Hoewel hepatitis E bij immuuncompetente personen zelflimiterend en vaak asymptomatisch is, is het risico op chronische hepatitis E groter bij immuungecompromitteerde patiënten. Er is echter weinig bekend over de prevalentie bij patiënten met een onderliggende hematologische aandoening. Ook zijn er nog veel openstaande vragen over de impact van een HEV-infectie op de oncologische behandeling. In deze retrospectieve studie werden 35 hematologische patiënten met hepatitis E beoordeeld, onder wie 20 die een actieve oncologische behandeling ondergingen en 15 die in de follow-upfase na behandeling zaten of onder actieve surveillance stonden. Het primaire doel was om het klinische beloop te beschrijven, met een focus op hepatitis E-gerelateerde aanpassingen van de oncologische behandeling.

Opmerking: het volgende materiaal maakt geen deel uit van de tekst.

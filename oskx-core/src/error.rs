//! Engine error taxonomy.
//!
//! Every engine operation returns [`EngineError`]. Validation errors are
//! raised before the first write, so a failed operation never leaves
//! partial state behind (the one documented exception is a storage failure
//! between escrow resolution steps, which is compensated, see
//! `services::exchange`).

use crate::store::StoreError;
use oskx_sdk::objects::ExchangeStatus;
use rust_decimal::Decimal;

#[derive(Debug, thiserror::Error)]
pub enum EngineError {
    /// Missing or malformed input, caught before any mutation.
    #[error("invalid input: {0}")]
    InvalidInput(String),

    /// A referenced entity does not exist. The payload names the entity
    /// class for the human-readable message only.
    #[error("{0} not found")]
    NotFound(&'static str),

    /// A user tried to open an exchange with themselves.
    #[error("cannot create an exchange with yourself")]
    SelfExchange,

    /// The requester's balance cannot cover the escrow.
    #[error("insufficient points: need {needed}, have {available}")]
    InsufficientFunds { needed: Decimal, available: Decimal },

    /// The actor is not authorized for this aggregate or action.
    #[error("not authorized for this action")]
    Forbidden,

    /// The target status string does not name a known status.
    #[error("unknown exchange status")]
    InvalidStatus,

    /// The requested transition is not in the allowed table.
    #[error("illegal transition from {from} to {to}")]
    InvalidTransition {
        from: ExchangeStatus,
        to: ExchangeStatus,
    },

    /// A chat message with no content.
    #[error("message content must not be empty")]
    EmptyContent,

    /// Rating attempted on an exchange that already has one.
    #[error("this exchange has already been rated")]
    AlreadyRated,

    /// Rating target is not the provider of the exchange.
    #[error("only the provider of the exchange can be rated")]
    InvalidTarget,

    /// Rating attempted before the exchange completed.
    #[error("only completed exchanges can be rated")]
    InvalidState,

    /// Rating score outside 1..=5.
    #[error("score must be an integer between 1 and 5")]
    InvalidScore,

    /// A concurrent mutation won the race; the caller may retry.
    #[error("concurrent update lost the race")]
    Conflict,

    /// Persistence failure.
    #[error("storage error: {0}")]
    Storage(#[from] StoreError),
}

impl EngineError {
    /// Stable machine-readable discriminant for transport adapters.
    pub fn kind(&self) -> &'static str {
        match self {
            EngineError::InvalidInput(_) => "invalid_input",
            EngineError::NotFound(_) => "not_found",
            EngineError::SelfExchange => "self_exchange",
            EngineError::InsufficientFunds { .. } => "insufficient_funds",
            EngineError::Forbidden => "forbidden",
            EngineError::InvalidStatus => "invalid_status",
            EngineError::InvalidTransition { .. } => "invalid_transition",
            EngineError::EmptyContent => "empty_content",
            EngineError::AlreadyRated => "already_rated",
            EngineError::InvalidTarget => "invalid_target",
            EngineError::InvalidState => "invalid_state",
            EngineError::InvalidScore => "invalid_score",
            EngineError::Conflict => "conflict",
            EngineError::Storage(_) => "internal",
        }
    }
}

Bij de meerderheid (60%) van de patiënten die een actieve oncologische behandeling kregen, werden hepatitis E-gerelateerde aanpassingen aan de behandeling gedaan. Zeven van de 20 patiënten overleden (totale mortaliteit 35%), 5 van hen door progressie van de hematologische aandoening. Dat betrof bijna twee derde van de patiënten bij wie de oncologische behandeling was aangepast. Bij geen van de patiënten was het overlijden gerelateerd aan hepatitis. In de follow-upgroep overleden 2 patiënten aan hepatitis E-geassocieerd acuut-op-chronisch leverfalen. Chronische hepatitis E werd geobserveerd bij 34% van alle gevallen en 43% kreeg ribavirine; van hen bereikte 27% SVR. CD20-gerichte therapie was de enige onafhankelijke risicofactor voor het ontwikkelen van chronische hepatitis E.